* Problem to solve: From the first line of the data below, copy each line up to the one containing "use async_trait::async_trait;", and include that line too.

==============================

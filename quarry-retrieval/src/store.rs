//! The `VectorStore` protocol — how embedded chunks are indexed and searched.

use crate::error::RetrievalError;
use crate::types::{SearchFilter, VectorHit, VectorRecord};
use async_trait::async_trait;

/// Pluggable capability over a vector-embedding collection.
///
/// Always used as a trait object from the pipeline (`Arc<dyn VectorStore>`),
/// so this mirrors `layer0::state::StateStore` in using `#[async_trait]`
/// rather than native `impl Future` return position.
///
/// Searches return up to `k` hits ordered by descending score, ties broken
/// by lexicographic id; the hit count may be less than `k` if the
/// collection holds fewer records than requested.
#[async_trait]
pub trait VectorStore: Send + Sync {
    /// Create a collection with the given embedding dimension, if it
    /// doesn't already exist. Idempotent.
    async fn ensure_collection(&self, name: &str, dim: usize) -> Result<(), RetrievalError>;

    /// Insert or overwrite records by id.
    async fn upsert(&self, name: &str, records: Vec<VectorRecord>) -> Result<(), RetrievalError>;

    /// Search for the `k` nearest records to `vector`, optionally filtered
    /// by tag equality.
    async fn search(
        &self,
        name: &str,
        vector: &[f32],
        k: usize,
        filter: Option<&SearchFilter>,
    ) -> Result<Vec<VectorHit>, RetrievalError>;

    /// Delete a collection and all of its records.
    async fn delete(&self, name: &str) -> Result<(), RetrievalError>;
}

pub(crate) fn cosine_similarity(a: &[f32], b: &[f32]) -> f64 {
    if a.len() != b.len() || a.is_empty() {
        return 0.0;
    }
    let dot: f32 = a.iter().zip(b).map(|(x, y)| x * y).sum();
    let norm_a: f32 = a.iter().map(|x| x * x).sum::<f32>().sqrt();
    let norm_b: f32 = b.iter().map(|x| x * x).sum::<f32>().sqrt();
    if norm_a == 0.0 || norm_b == 0.0 {
        return 0.0;
    }
    (dot / (norm_a * norm_b)) as f64
}
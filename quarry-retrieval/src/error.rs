//! Errors raised by vector store and reranker implementations.

use thiserror::Error;

/// Errors a [`crate::store::VectorStore`] or [`crate::rerank::Reranker`] can raise.
#[non_exhaustive]
#[derive(Debug, Error)]
pub enum RetrievalError {
    /// The named collection does not exist.
    #[error("collection not found: {0}")]
    CollectionNotFound(String),

    /// A record's embedding dimension didn't match the collection's.
    #[error("dimension mismatch: expected {expected}, got {actual}")]
    DimensionMismatch {
        /// Dimension the collection was created with.
        expected: usize,
        /// Dimension of the record that was rejected.
        actual: usize,
    },

    /// The backing store rejected a read or write.
    #[error("backend error: {0}")]
    Backend(String),

    /// Catch-all.
    #[error("{0}")]
    Other(#[from] Box<dyn std::error::Error + Send + Sync>),
}
//! Request DTO for [`crate::SearchService::search`].

use layer0::id::{CollectionId, UserId};
use serde::Deserialize;
use std::collections::HashMap;

/// A search request.
///
/// Deliberately has no `pipeline_id` field and rejects unknown fields at
/// deserialization: the service resolves the pipeline from `(user_id,
/// collection_id)` itself, so a caller-supplied pipeline id — which
/// would let one user address another's pipeline configuration — is
/// rejected at the boundary rather than silently ignored.
#[derive(Debug, Clone, Deserialize)]
#[serde(deny_unknown_fields)]
pub struct SearchInput {
    /// The user's question. Validated non-empty after trimming.
    pub question: String,
    /// Collection to search within.
    pub collection_id: CollectionId,
    /// User issuing the request, used to resolve the pipeline and the
    /// default template.
    pub user_id: UserId,
    /// Per-call overrides layered on top of the resolved pipeline's own
    /// `config_metadata` (see `quarry_config::resolve`).
    #[serde(default)]
    pub config_metadata: Option<HashMap<String, serde_json::Value>>,
}

impl SearchInput {
    /// Build a request directly (bypassing the `deny_unknown_fields`
    /// deserialization boundary, which only applies when parsing from
    /// wire JSON).
    pub fn new(question: impl Into<String>, collection_id: CollectionId, user_id: UserId) -> Self {
        Self {
            question: question.into(),
            collection_id,
            user_id,
            config_metadata: None,
        }
    }

    pub(crate) fn trimmed_question(&self) -> &str {
        self.question.trim()
    }
}

/// Caller-supplied request metadata that doesn't belong in [`SearchInput`]
/// itself: a correlation id for error responses and log lines.
#[derive(Debug, Clone, Default)]
pub struct SearchContext {
    /// Propagated into `SearchError::to_response`'s correlation id field.
    pub correlation_id: Option<String>,
}
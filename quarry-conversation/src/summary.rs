//! Summarization: collapsing older messages into a compact record once
//! a session's context window fills up.

use crate::message::{ConversationMessage, MessageRole};
use layer0::id::SessionId;
use serde::{Deserialize, Serialize};
use std::collections::HashSet;

/// Which of the four summarization strategies to apply.
#[non_exhaustive]
#[derive(Debug, Clone, Copy, PartialEq, Eq, Serialize, Deserialize)]
#[serde(rename_all = "snake_case")]
pub enum SummarizationStrategy {
    /// Keep the last `keep_recent` messages verbatim; summarize the rest
    /// into one paragraph.
    RecentPlusSummary,
    /// A bullet list of the most salient questions and answers.
    KeyPointsOnly,
    /// Cluster messages by shared vocabulary, one bullet per cluster.
    TopicBased,
    /// A short abstract plus a per-topic expansion.
    Hierarchical,
}

/// A compacted record standing in for the messages it subsumes.
#[derive(Debug, Clone, Serialize, Deserialize)]
pub struct ConversationSummary {
    /// Caller-supplied unique id.
    pub id: String,
    /// The session this summary belongs to.
    pub session: SessionId,
    /// The summary body, shaped by `strategy`.
    pub summary: String,
    /// How many messages this summary subsumes.
    pub summarized_message_count: usize,
    /// `sum(tokens(m) for m in subsumed) - tokens(summary)`. Can be
    /// negative in pathological cases (a very verbose summary of very
    /// short messages), though that should not happen in practice.
    pub tokens_saved: i64,
    /// Salient topics pulled from the subsumed messages.
    pub key_topics: Vec<String>,
    /// Notable assistant answers from the subsumed window.
    pub important_decisions: Vec<String>,
    /// User questions in the subsumed window with no later answer.
    pub unresolved_questions: Vec<String>,
    /// Which strategy produced this summary.
    pub strategy: SummarizationStrategy,
    /// Epoch milliseconds of the earliest subsumed message. `get_context`
    /// places the summary at this position in the chronological merge.
    pub covers_from: u64,
    /// Epoch milliseconds the summary itself was produced.
    pub created_at: u64,
}

const STOPWORDS: &[&str] = &[
    "the", "a", "an", "is", "are", "was", "were", "and", "or", "of", "to", "in", "on", "for", "what", "how", "does",
    "do", "did", "that", "this", "it", "with", "about", "i", "you", "your", "me",
];

fn significant_words(text: &str) -> HashSet<String> {
    text.split_whitespace()
        .map(|word| word.trim_matches(|c: char| !c.is_alphanumeric()).to_lowercase())
        .filter(|word| word.len() > 3 && !STOPWORDS.contains(&word.as_str()))
        .collect()
}

fn truncate(text: &str, max_chars: usize) -> String {
    if text.chars().count() <= max_chars {
        text.to_string()
    } else {
        format!("{}…", text.chars().take(max_chars).collect::<String>())
    }
}

/// Greedily group messages that share at least one significant word.
/// Each cluster's label is its longest shared word, falling back to
/// "general" for clusters with no extractable vocabulary.
fn cluster_by_topic<'a>(messages: &[&'a ConversationMessage]) -> Vec<(String, Vec<&'a ConversationMessage>)> {
    let mut clusters: Vec<(HashSet<String>, Vec<&ConversationMessage>)> = Vec::new();

    for message in messages {
        let words = message.text().map(significant_words).unwrap_or_default();
        let existing = clusters.iter_mut().find(|(topic_words, _)| !words.is_empty() && !topic_words.is_disjoint(&words));
        match existing {
            Some(cluster) => {
                cluster.1.push(message);
                cluster.0.extend(words);
            }
            None => clusters.push((words, vec![message])),
        }
    }

    clusters
        .into_iter()
        .map(|(words, msgs)| {
            let topic = words.iter().max_by_key(|w| w.len()).cloned().unwrap_or_else(|| "general".to_string());
            (topic, msgs)
        })
        .collect()
}

fn unresolved_questions(messages: &[ConversationMessage]) -> Vec<String> {
    messages
        .iter()
        .enumerate()
        .filter(|(_, m)| m.role == MessageRole::User)
        .filter(|(i, _)| !messages[i + 1..].iter().any(|later| later.role == MessageRole::Assistant))
        .filter_map(|(_, m)| m.text().map(String::from))
        .collect()
}

fn important_decisions(messages: &[ConversationMessage]) -> Vec<String> {
    messages
        .iter()
        .filter(|m| m.role == MessageRole::Assistant)
        .rev()
        .take(3)
        .filter_map(|m| m.text())
        .map(|t| truncate(t, 160))
        .collect::<Vec<_>>()
        .into_iter()
        .rev()
        .collect()
}

/// Render the summary body, key topics, important decisions, and
/// unresolved questions for `messages` under `strategy`. `keep_recent`
/// only affects `RecentPlusSummary`'s framing text; the caller decides
/// which messages are actually marked `subsumed`.
pub fn render(messages: &[ConversationMessage], strategy: SummarizationStrategy, keep_recent: usize) -> (String, Vec<String>, Vec<String>, Vec<String>) {
    let decisions = important_decisions(messages);
    let unresolved = unresolved_questions(messages);
    let user_questions: Vec<&str> = messages.iter().filter(|m| m.role == MessageRole::User).filter_map(|m| m.text()).collect();

    match strategy {
        SummarizationStrategy::RecentPlusSummary => {
            let older_count = messages.len().saturating_sub(keep_recent);
            let topics: Vec<String> = user_questions.iter().take(5).map(|s| s.to_string()).collect();
            let text = if older_count == 0 {
                "No prior messages to summarize.".to_string()
            } else {
                format!("Earlier in this conversation, the user asked about: {}.", topics.join("; "))
            };
            (text, topics, decisions, unresolved)
        }
        SummarizationStrategy::KeyPointsOnly => {
            let bullets: Vec<String> = messages.iter().filter_map(|m| m.text()).take(8).map(|t| format!("- {t}")).collect();
            let topics: Vec<String> = user_questions.iter().take(5).map(|s| s.to_string()).collect();
            (bullets.join("\n"), topics, decisions, unresolved)
        }
        SummarizationStrategy::TopicBased => {
            let refs: Vec<&ConversationMessage> = messages.iter().collect();
            let clusters = cluster_by_topic(&refs);
            let topics: Vec<String> = clusters.iter().map(|(topic, _)| topic.clone()).collect();
            let lines: Vec<String> = clusters.iter().map(|(topic, msgs)| format!("- {topic}: {} message(s)", msgs.len())).collect();
            (lines.join("\n"), topics, decisions, unresolved)
        }
        SummarizationStrategy::Hierarchical => {
            let refs: Vec<&ConversationMessage> = messages.iter().collect();
            let clusters = cluster_by_topic(&refs);
            let topics: Vec<String> = clusters.iter().map(|(topic, _)| topic.clone()).collect();
            let abstract_line = format!("Discussed {} topic(s) across {} messages.", clusters.len(), messages.len());
            let expansion: Vec<String> = clusters
                .iter()
                .map(|(topic, msgs)| format!("  {topic}: {}", msgs.first().and_then(|m| m.text()).unwrap_or("")))
                .collect();
            (format!("{abstract_line}\n{}", expansion.join("\n")), topics, decisions, unresolved)
        }
    }
}

#[cfg(test)]
mod tests {
    use super::*;
    use crate::message::MessageType;
    use layer0::content::Content;

    fn msg(role: MessageRole, text: &str) -> ConversationMessage {
        ConversationMessage::new("m", SessionId::new("s"), role, MessageType::Question, Content::text(text), 0)
    }

    #[test]
    fn unresolved_questions_excludes_answered_ones() {
        let messages = vec![
            msg(MessageRole::User, "what is rust ownership?"),
            msg(MessageRole::Assistant, "ownership tracks who can free memory."),
            msg(MessageRole::User, "what about lifetimes?"),
        ];
        assert_eq!(unresolved_questions(&messages), vec!["what about lifetimes?"]);
    }

    #[test]
    fn key_points_only_bullets_every_message_up_to_the_cap() {
        let messages = vec![msg(MessageRole::User, "question one"), msg(MessageRole::Assistant, "answer one")];
        let (text, _, _, _) = render(&messages, SummarizationStrategy::KeyPointsOnly, 0);
        assert!(text.contains("- question one"));
        assert!(text.contains("- answer one"));
    }

    #[test]
    fn topic_based_groups_messages_sharing_vocabulary() {
        let messages = vec![
            msg(MessageRole::User, "tell me about rust ownership"),
            msg(MessageRole::Assistant, "rust ownership is tracked at compile time"),
            msg(MessageRole::User, "what about python decorators"),
        ];
        let (_, topics, _, _) = render(&messages, SummarizationStrategy::TopicBased, 0);
        assert_eq!(topics.len(), 2);
    }

    #[test]
    fn hierarchical_includes_an_abstract_and_a_per_topic_line() {
        let messages = vec![msg(MessageRole::User, "tell me about rust ownership")];
        let (text, _, _, _) = render(&messages, SummarizationStrategy::Hierarchical, 0);
        assert!(text.starts_with("Discussed"));
    }

    #[test]
    fn important_decisions_keeps_only_assistant_text_most_recent_first_chronologically() {
        let messages = vec![
            msg(MessageRole::Assistant, "first answer"),
            msg(MessageRole::Assistant, "second answer"),
            msg(MessageRole::User, "a question"),
        ];
        assert_eq!(important_decisions(&messages), vec!["first answer", "second answer"]);
    }
}
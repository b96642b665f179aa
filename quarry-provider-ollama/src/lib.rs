#![deny(missing_docs)]
//! Ollama local model provider.
//!
//! Implements [`quarry_provider::Provider`] for Ollama's `/api/chat` and
//! `/api/embed` endpoints. Ollama runs models locally, so there are no
//! auth headers and cost is always zero.

mod types;

use futures::StreamExt;
use quarry_provider::provider::{Provider, ProviderError, TextDeltaStream};
use quarry_provider::retry::with_retries;
use quarry_provider::types::{
    ContentPart, EmbedRequest, EmbedResponse, GenerateRequest, GenerateResponse, Role, StopReason,
    TokenUsage,
};
use rust_decimal::Decimal;
use std::time::Duration;
use types::*;

const DEFAULT_MAX_RETRIES: u32 = 3;
const DEFAULT_RETRY_DELAY: Duration = Duration::from_millis(500);

/// Ollama local model provider.
pub struct OllamaProvider {
    client: reqwest::Client,
    base_url: String,
    keep_alive: Option<String>,
    max_retries: u32,
    retry_delay: Duration,
}

impl OllamaProvider {
    /// Create a new Ollama provider pointed at the default local endpoint.
    ///
    /// Defaults to `http://localhost:11434`.
    pub fn new() -> Self {
        Self {
            client: reqwest::Client::new(),
            base_url: "http://localhost:11434".into(),
            keep_alive: None,
            max_retries: DEFAULT_MAX_RETRIES,
            retry_delay: DEFAULT_RETRY_DELAY,
        }
    }

    /// Override the base URL (for remote Ollama instances or custom ports).
    pub fn with_url(mut self, url: impl Into<String>) -> Self {
        self.base_url = url.into();
        self
    }

    /// Set the `keep_alive` duration for how long Ollama keeps the model loaded.
    ///
    /// Examples: `"5m"`, `"0"` (unload immediately), `"-1"` (keep forever).
    pub fn with_keep_alive(mut self, duration: impl Into<String>) -> Self {
        self.keep_alive = Some(duration.into());
        self
    }

    /// Override the number of retries for retryable errors.
    pub fn with_max_retries(mut self, max_retries: u32) -> Self {
        self.max_retries = max_retries;
        self
    }

    /// Override the initial backoff delay, doubled after each retry
    /// unless the backend sends a `Retry-After` hint.
    pub fn with_retry_delay(mut self, retry_delay: Duration) -> Self {
        self.retry_delay = retry_delay;
        self
    }

    fn chat_url(&self) -> String {
        format!("{}/api/chat", self.base_url)
    }

    fn embed_url(&self) -> String {
        format!("{}/api/embed", self.base_url)
    }

    fn build_chat_request(&self, request: &GenerateRequest, stream: bool) -> OllamaChatRequest {
        let mut messages: Vec<OllamaMessage> = Vec::new();

        if let Some(system) = &request.system {
            messages.push(OllamaMessage {
                role: "system".into(),
                content: system.clone(),
            });
        }

        for m in &request.messages {
            let role = match m.role {
                Role::System => "system",
                Role::User => "user",
                Role::Assistant => "assistant",
            };
            messages.push(OllamaMessage {
                role: role.into(),
                content: m.text_content(),
            });
        }

        OllamaChatRequest {
            model: request.model.clone(),
            messages,
            stream,
            keep_alive: self.keep_alive.clone(),
            options: Some(OllamaOptions {
                temperature: request.temperature,
                num_predict: Some(request.max_tokens),
                top_k: request.top_k,
                top_p: request.top_p,
                repeat_penalty: request.repetition_penalty,
            }),
        }
    }

    fn parse_chat_response(&self, response: OllamaChatResponse) -> GenerateResponse {
        let stop_reason = match response.done_reason.as_deref() {
            Some("length") => StopReason::MaxTokens,
            _ => StopReason::EndTurn,
        };

        GenerateResponse {
            content: vec![ContentPart::text(response.message.content)],
            stop_reason,
            usage: TokenUsage {
                input_tokens: response.prompt_eval_count.unwrap_or(0),
                output_tokens: response.eval_count.unwrap_or(0),
            },
            model: response.model,
            cost: Decimal::ZERO,
        }
    }
}

impl Default for OllamaProvider {
    fn default() -> Self {
        Self::new()
    }
}

impl OllamaProvider {
    async fn send_generate(&self, request: &GenerateRequest) -> Result<GenerateResponse, ProviderError> {
        let api_request = self.build_chat_request(request, false);
        let url = self.chat_url();

        tracing::debug!(url = %url, model = %api_request.model, "sending generate request to Ollama");

        let http_response = self
            .client
            .post(&url)
            .header("content-type", "application/json")
            .json(&api_request)
            .send()
            .await
            .map_err(|e| ProviderError::RequestFailed(e.to_string()))?;

        let status = http_response.status();
        if !status.is_success() {
            let body = http_response.text().await.unwrap_or_default();
            return Err(map_status_error(status, body));
        }

        let api_response: OllamaChatResponse = http_response
            .json()
            .await
            .map_err(|e| ProviderError::InvalidResponse(e.to_string()))?;

        Ok(self.parse_chat_response(api_response))
    }
}

impl Provider for OllamaProvider {
    fn name(&self) -> &str {
        "ollama"
    }

    async fn generate(&self, request: GenerateRequest) -> Result<GenerateResponse, ProviderError> {
        with_retries(self.max_retries, self.retry_delay, || self.send_generate(&request)).await
    }

    async fn generate_stream(&self, request: GenerateRequest) -> Result<TextDeltaStream, ProviderError> {
        let api_request = self.build_chat_request(&request, true);
        let url = self.chat_url();

        tracing::debug!(url = %url, model = %api_request.model, "sending streaming generate request to Ollama");

        let http_response = self
            .client
            .post(&url)
            .header("content-type", "application/json")
            .json(&api_request)
            .send()
            .await
            .map_err(|e| ProviderError::RequestFailed(e.to_string()))?;

        let status = http_response.status();
        if !status.is_success() {
            let body = http_response.text().await.unwrap_or_default();
            return Err(map_status_error(status, body));
        }

        let lines = quarry_provider::streaming::line_stream(Box::pin(http_response.bytes_stream()));
        let deltas = lines.filter_map(|line| async move {
            let line = match line {
                Ok(l) => l,
                Err(e) => return Some(Err(e)),
            };
            match serde_json::from_str::<OllamaChatStreamLine>(&line) {
                Ok(parsed) if !parsed.message.content.is_empty() => Some(Ok(parsed.message.content)),
                Ok(_) => None,
                Err(_) => None,
            }
        });

        Ok(Box::pin(deltas))
    }

    async fn embed(&self, request: EmbedRequest) -> Result<EmbedResponse, ProviderError> {
        let api_request = OllamaEmbedRequest {
            model: request.model.clone(),
            input: request.input,
        };
        let url = self.embed_url();

        tracing::debug!(url = %url, model = %api_request.model, "sending embed request to Ollama");

        let http_response = self
            .client
            .post(&url)
            .header("content-type", "application/json")
            .json(&api_request)
            .send()
            .await
            .map_err(|e| ProviderError::RequestFailed(e.to_string()))?;

        let status = http_response.status();
        if !status.is_success() {
            let body = http_response.text().await.unwrap_or_default();
            return Err(map_status_error(status, body));
        }

        let api_response: OllamaEmbedResponse = http_response
            .json()
            .await
            .map_err(|e| ProviderError::InvalidResponse(e.to_string()))?;

        Ok(EmbedResponse {
            embeddings: api_response.embeddings,
            model: api_response.model,
            usage: TokenUsage {
                input_tokens: api_response.prompt_eval_count.unwrap_or(0),
                output_tokens: 0,
            },
            cost: Decimal::ZERO,
        })
    }
}

fn map_status_error(status: reqwest::StatusCode, body: String) -> ProviderError {
    if status == reqwest::StatusCode::TOO_MANY_REQUESTS {
        return ProviderError::rate_limited(body);
    }
    if status == reqwest::StatusCode::UNAUTHORIZED || status == reqwest::StatusCode::FORBIDDEN {
        return ProviderError::AuthFailed(body);
    }
    ProviderError::RequestFailed(format!("HTTP {status}: {body}"))
}

#[cfg(test)]
mod tests {
    use super::*;
    use quarry_provider::types::ProviderMessage;

    #[test]
    fn build_simple_chat_request() {
        let provider = OllamaProvider::new();
        let request = GenerateRequest::new(
            "llama3.2",
            vec![ProviderMessage::text(Role::User, "Hello")],
            256,
        );

        let api_request = provider.build_chat_request(&request, false);
        assert_eq!(api_request.model, "llama3.2");
        assert!(!api_request.stream);
        assert_eq!(api_request.messages.len(), 1);
        assert_eq!(api_request.messages[0].role, "user");
        assert_eq!(api_request.messages[0].content, "Hello");
        assert_eq!(api_request.options.as_ref().unwrap().num_predict, Some(256));
    }

    #[test]
    fn build_chat_request_sets_stream_flag() {
        let provider = OllamaProvider::new();
        let request = GenerateRequest::new(
            "llama3.2",
            vec![ProviderMessage::text(Role::User, "Hello")],
            256,
        );

        let api_request = provider.build_chat_request(&request, true);
        assert!(api_request.stream);
    }

    #[test]
    fn system_prompt_becomes_leading_system_message() {
        let provider = OllamaProvider::new();
        let mut request = GenerateRequest::new(
            "llama3.2",
            vec![ProviderMessage::text(Role::User, "Hello")],
            256,
        );
        request.system = Some("Be helpful.".into());

        let api_request = provider.build_chat_request(&request, false);
        assert_eq!(api_request.messages.len(), 2);
        assert_eq!(api_request.messages[0].role, "system");
        assert_eq!(api_request.messages[0].content, "Be helpful.");
        assert_eq!(api_request.messages[1].role, "user");
    }

    #[test]
    fn temperature_maps_to_options() {
        let provider = OllamaProvider::new();
        let mut request = GenerateRequest::new(
            "llama3.2",
            vec![ProviderMessage::text(Role::User, "Hi")],
            128,
        );
        request.temperature = Some(0.5);

        let api_request = provider.build_chat_request(&request, false);
        assert_eq!(api_request.options.as_ref().unwrap().temperature, Some(0.5));
    }

    #[test]
    fn top_k_top_p_and_repeat_penalty_map_to_options() {
        let provider = OllamaProvider::new();
        let mut request = GenerateRequest::new(
            "llama3.2",
            vec![ProviderMessage::text(Role::User, "Hi")],
            128,
        );
        request.top_k = Some(40);
        request.top_p = Some(0.9);
        request.repetition_penalty = Some(1.1);

        let api_request = provider.build_chat_request(&request, false);
        let options = api_request.options.as_ref().unwrap();
        assert_eq!(options.top_k, Some(40));
        assert_eq!(options.top_p, Some(0.9));
        assert_eq!(options.repeat_penalty, Some(1.1));
    }

    #[test]
    fn keep_alive_is_serialized() {
        let provider = OllamaProvider::new().with_keep_alive("5m");
        let request = GenerateRequest::new(
            "llama3.2",
            vec![ProviderMessage::text(Role::User, "Hi")],
            64,
        );

        let api_request = provider.build_chat_request(&request, false);
        assert_eq!(api_request.keep_alive, Some("5m".into()));
    }

    #[test]
    fn with_max_retries_and_retry_delay_override_defaults() {
        let provider = OllamaProvider::new()
            .with_max_retries(5)
            .with_retry_delay(Duration::from_millis(10));
        assert_eq!(provider.max_retries, 5);
        assert_eq!(provider.retry_delay, Duration::from_millis(10));
    }

    #[test]
    fn parse_simple_response() {
        let provider = OllamaProvider::new();
        let api_response = OllamaChatResponse {
            model: "llama3.2".into(),
            message: OllamaMessage {
                role: "assistant".into(),
                content: "Hello!".into(),
            },
            done_reason: Some("stop".into()),
            prompt_eval_count: Some(10),
            eval_count: Some(5),
        };

        let response = provider.parse_chat_response(api_response);
        assert_eq!(response.stop_reason, StopReason::EndTurn);
        assert_eq!(response.usage.input_tokens, 10);
        assert_eq!(response.usage.output_tokens, 5);
        assert_eq!(response.cost, Decimal::ZERO);
        assert_eq!(response.text(), "Hello!");
    }

    #[test]
    fn parse_length_stop_reason() {
        let provider = OllamaProvider::new();
        let api_response = OllamaChatResponse {
            model: "llama3.2".into(),
            message: OllamaMessage {
                role: "assistant".into(),
                content: "trunca...".into(),
            },
            done_reason: Some("length".into()),
            prompt_eval_count: None,
            eval_count: None,
        };

        let response = provider.parse_chat_response(api_response);
        assert_eq!(response.stop_reason, StopReason::MaxTokens);
        assert_eq!(response.usage.input_tokens, 0);
        assert_eq!(response.usage.output_tokens, 0);
    }

    #[test]
    fn with_url_overrides_base_url() {
        let provider = OllamaProvider::new().with_url("http://remote:11434");
        assert_eq!(provider.chat_url(), "http://remote:11434/api/chat");
        assert_eq!(provider.embed_url(), "http://remote:11434/api/embed");
    }

    #[test]
    fn default_impl_matches_new() {
        let provider = OllamaProvider::default();
        assert_eq!(provider.base_url, "http://localhost:11434");
        assert!(provider.keep_alive.is_none());
    }

    #[test]
    fn provider_name_is_ollama() {
        assert_eq!(OllamaProvider::new().name(), "ollama");
    }

    #[test]
    fn map_status_error_rate_limited() {
        let err = map_status_error(reqwest::StatusCode::TOO_MANY_REQUESTS, "slow down".into());
        assert!(matches!(err, ProviderError::RateLimited { .. }));
    }

    #[test]
    fn map_status_error_auth_failed() {
        let err = map_status_error(reqwest::StatusCode::UNAUTHORIZED, "no key".into());
        assert!(matches!(err, ProviderError::AuthFailed(_)));
    }

    #[test]
    fn map_status_error_fallback_is_request_failed() {
        let err = map_status_error(reqwest::StatusCode::NOT_FOUND, "model missing".into());
        assert!(matches!(err, ProviderError::RequestFailed(_)));
    }
}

==============================

* The answer:
filename quarry-retrieval/src/store.rs
//! The `VectorStore` protocol — how embedded chunks are indexed and searched.

use crate::error::RetrievalError;
use crate::types::{SearchFilter, VectorHit, VectorRecord};
use async_trait::async_trait;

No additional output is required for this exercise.